*** MATERIAL TO PROCESS ***

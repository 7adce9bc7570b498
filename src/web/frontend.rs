//! The form page served by `scorecard serve`.
//!
//! The document shell and stylesheet are a fixed string. Everything that
//! varies per request (form values, container contents, alerts) is built as
//! an element tree and escaped on the way out.

use crate::form::{Field, FormValues};
use crate::page::{Container, MemoryPage};
use crate::render::{Element, Node, alert_banner};

/// Document start: head, stylesheet and the opening of `<body>`.
const PAGE_HEAD: &str = r##"<!DOCTYPE html>
<html lang="en">
<head>
<meta charset="utf-8">
<meta name="viewport" content="width=device-width, initial-scale=1">
<title>Student Performance Predictor</title>
<style>
:root {
  --bg: #0f172a;
  --surface: #1e293b;
  --border: #334155;
  --text: #e2e8f0;
  --text-muted: #94a3b8;
  --accent: #6366f1;
  --red: #ef4444;
  --radius: 10px;
  --font: -apple-system, BlinkMacSystemFont, 'Segoe UI', Helvetica, Arial, sans-serif;
}

* { margin: 0; padding: 0; box-sizing: border-box; }
body {
  background: var(--bg);
  color: var(--text);
  font-family: var(--font);
  font-size: 14px;
  line-height: 1.5;
}

.app { max-width: 1100px; margin: 0 auto; padding: 24px; }

header { margin-bottom: 24px; padding-bottom: 16px; border-bottom: 1px solid var(--border); }
header h1 { font-size: 24px; font-weight: 600; }
header .subtitle { color: var(--text-muted); font-size: 13px; }

.layout { display: grid; grid-template-columns: 1fr 1fr; gap: 24px; margin-bottom: 24px; }

.card {
  background: var(--surface);
  border: 1px solid var(--border);
  border-radius: var(--radius);
  padding: 20px;
}
.card h2 { font-size: 16px; font-weight: 600; margin-bottom: 16px; }

/* Form */
.field { margin-bottom: 12px; }
.field label { display: block; font-size: 12px; color: var(--text-muted); margin-bottom: 4px; }
.field input {
  width: 100%;
  padding: 8px 10px;
  border-radius: 6px;
  border: 1px solid var(--border);
  background: var(--bg);
  color: var(--text);
  font-size: 14px;
}
button {
  width: 100%;
  padding: 10px;
  border: none;
  border-radius: 6px;
  background: var(--accent);
  color: #fff;
  font-weight: 600;
  cursor: pointer;
}

/* Alert */
.alert {
  border: 1px solid var(--red);
  color: var(--red);
  border-radius: var(--radius);
  padding: 12px 16px;
  margin-bottom: 16px;
}

/* Results */
.result-display { text-align: center; }
.score-circle {
  width: 120px; height: 120px;
  border-radius: 50%;
  margin: 0 auto 12px;
  display: flex; align-items: center; justify-content: center;
  font-size: 36px; font-weight: 700; color: #fff;
}
.category { font-size: 20px; font-weight: 600; margin-bottom: 8px; }
.confidence-badge { display: inline-block; padding: 4px 12px; border-radius: 12px; font-size: 12px; margin-bottom: 16px; }
.contributions { text-align: left; }
.contributions h3 { font-size: 14px; color: var(--text-muted); margin-bottom: 8px; }
.contribution-item { display: flex; justify-content: space-between; padding: 6px 0; border-bottom: 1px solid var(--border); }

/* Statistics */
#statistics { display: grid; grid-template-columns: repeat(auto-fit, minmax(160px, 1fr)); gap: 16px; }
.stat-card {
  background: var(--surface);
  border: 1px solid var(--border);
  border-radius: var(--radius);
  padding: 20px;
  text-align: center;
}
.stat-value { font-size: 28px; font-weight: 700; color: var(--accent); }
.stat-label { font-size: 12px; color: var(--text-muted); text-transform: uppercase; letter-spacing: 0.5px; }
.placeholder { color: var(--text-muted); }
</style>
</head>
<body>
"##;

const PAGE_TAIL: &str = "\n</body>\n</html>\n";

/// Render the full page around the current state of `page`.
pub fn render_page(values: &FormValues, page: &MemoryPage) -> String {
    let results = page.contents(Container::Results);
    let statistics = page.contents(Container::Statistics);

    let mut app = Element::div("app").child(
        Element::new("header")
            .child(Element::new("h1").text("Student Performance Predictor"))
            .child(Element::div("subtitle").text("AI-powered academic performance forecasting")),
    );

    for message in &page.alerts {
        app = app.child(alert_banner(message));
    }

    let results_card = Element::div("card")
        .child(Element::new("h2").text("Prediction"))
        .child(container_slot(
            Container::Results,
            results,
            "Submit the form to see a prediction.",
        ));

    app = app
        .child(
            Element::div("layout")
                .child(form_card(values))
                .child(results_card),
        )
        .child(Element::new("h2").text("Statistics"))
        .child(container_slot(
            Container::Statistics,
            statistics,
            "Statistics unavailable.",
        ));

    format!("{PAGE_HEAD}{}{PAGE_TAIL}", app.render())
}

fn form_card(values: &FormValues) -> Element {
    let fields = Field::ALL.iter().map(|&field| {
        let input = Element::new("input")
            .attr("id", field.form_name())
            .attr("name", field.form_name())
            .attr("value", values.get(field));
        let input = match field {
            Field::StudentId => input.attr("type", "text"),
            _ => input.attr("type", "number").attr("step", "any"),
        };
        Element::div("field")
            .child(
                Element::new("label")
                    .attr("for", field.form_name())
                    .text(field.label()),
            )
            .child(input)
    });

    Element::div("card").child(Element::new("h2").text("Student Metrics")).child(
        Element::new("form")
            .attr("method", "post")
            .attr("action", "/predict")
            .children(fields)
            .child(
                Element::new("button")
                    .attr("type", "submit")
                    .text("Predict Performance"),
            ),
    )
}

/// A container element holding already-rendered HTML.
///
/// Container contents come from the controller's own views, which escape
/// every value, so they are spliced in verbatim.
fn container_slot(container: Container, html: &str, placeholder: &str) -> Element {
    if html.is_empty() {
        return Element::new("div")
            .attr("id", container.id())
            .child(Element::div("placeholder").text(placeholder));
    }
    Element::new("div")
        .attr("id", container.id())
        .child(Node::Trusted(html.to_string()))
}
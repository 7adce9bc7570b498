/// Terminal host for the CLI.
///
/// Alerts go to stderr in colour. Container writes go to stdout, or to
/// `<dir>/<container>.html` when an output directory is set, so the
/// fragments can be dropped straight into a page.
use std::fs;
use std::io::Write;
use std::path::{Path, PathBuf};

use colored::Colorize;

use super::{Container, Page};
use crate::logger::Logger;

#[derive(Debug, Clone)]
pub struct TerminalPage {
    out_dir: Option<PathBuf>,
    logger: Logger,
}

impl TerminalPage {
    pub fn new(out_dir: Option<PathBuf>, logger: Logger) -> Self {
        Self {
            out_dir,
            logger,
        }
    }

    /// Path a container is written to, when writing to files.
    pub fn container_path(&self, container: Container) -> Option<PathBuf> {
        self.out_dir
            .as_ref()
            .map(|dir| dir.join(format!("{}.html", container.id())))
    }

    fn write_file(&self, path: &Path, html: &str) -> std::io::Result<()> {
        if let Some(parent) = path.parent() {
            fs::create_dir_all(parent)?;
        }
        fs::write(path, html)
    }
}

impl Page for TerminalPage {
    fn replace_contents(&mut self, container: Container, html: String) {
        match self.container_path(container) {
            Some(path) => match self.write_file(&path, &html) {
                Ok(()) => println!(
                    "{} {}",
                    format!("#{}", container.id()).bold().cyan(),
                    path.display()
                ),
                Err(e) => self
                    .logger
                    .error(&format!("failed writing {}: {e}", path.display())),
            },
            None => {
                println!("{}", format!("#{}", container.id()).bold().cyan());
                let mut stdout = std::io::stdout();
                let _ = writeln!(stdout, "{html}");
            }
        }
    }

    fn alert(&mut self, message: &str) {
        eprintln!("{} {}", "!".bold().yellow(), message.yellow());
    }

    fn console_error(&mut self, message: &str) {
        self.logger.error(message);
    }
}

#[cfg(test)]
mod tests {
    use super::*;

    #[test]
    fn container_paths_follow_ids() {
        let page = TerminalPage::new(Some(PathBuf::from("/tmp/out")), Logger::silent());
        assert_eq!(
            page.container_path(Container::Statistics),
            Some(PathBuf::from("/tmp/out/statistics.html"))
        );
        let page = TerminalPage::new(None, Logger::silent());
        assert_eq!(page.container_path(Container::Results), None);
    }

    #[test]
    fn writes_fragments_to_out_dir() {
        let dir = std::env::temp_dir().join(format!("scorecard-term-{}", std::process::id()));
        let mut page = TerminalPage::new(Some(dir.clone()), Logger::silent());
        page.replace_contents(Container::Results, "<div>82</div>".to_string());
        let written = fs::read_to_string(dir.join("results.html")).unwrap();
        assert_eq!(written, "<div>82</div>");
        let _ = fs::remove_dir_all(&dir);
    }
}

*** End of MATERIAL TO PROCESS ***

AIM OF THE EXERCISE: From the first line of the listing above through the line that contains "--radius: 10px;", retype every line exactly, and write nothing else.

RESPONSE FOR THIS EXERCISE:
repository 7adce9bc7570b498
filename src/web/frontend.rs
//! The form page served by `scorecard serve`.
//!
//! The document shell and stylesheet are a fixed string. Everything that
//! varies per request (form values, container contents, alerts) is built as
//! an element tree and escaped on the way out.

use crate::form::{Field, FormValues};
use crate::page::{Container, MemoryPage};
use crate::render::{Element, Node, alert_banner};

/// Document start: head, stylesheet and the opening of `<body>`.
const PAGE_HEAD: &str = r##"<!DOCTYPE html>
<html lang="en">
<head>
<meta charset="utf-8">
<meta name="viewport" content="width=device-width, initial-scale=1">
<title>Student Performance Predictor</title>
<style>
:root {
  --bg: #0f172a;
  --surface: #1e293b;
  --border: #334155;
  --text: #e2e8f0;
  --text-muted: #94a3b8;
  --accent: #6366f1;
  --red: #ef4444;
  --radius: 10px;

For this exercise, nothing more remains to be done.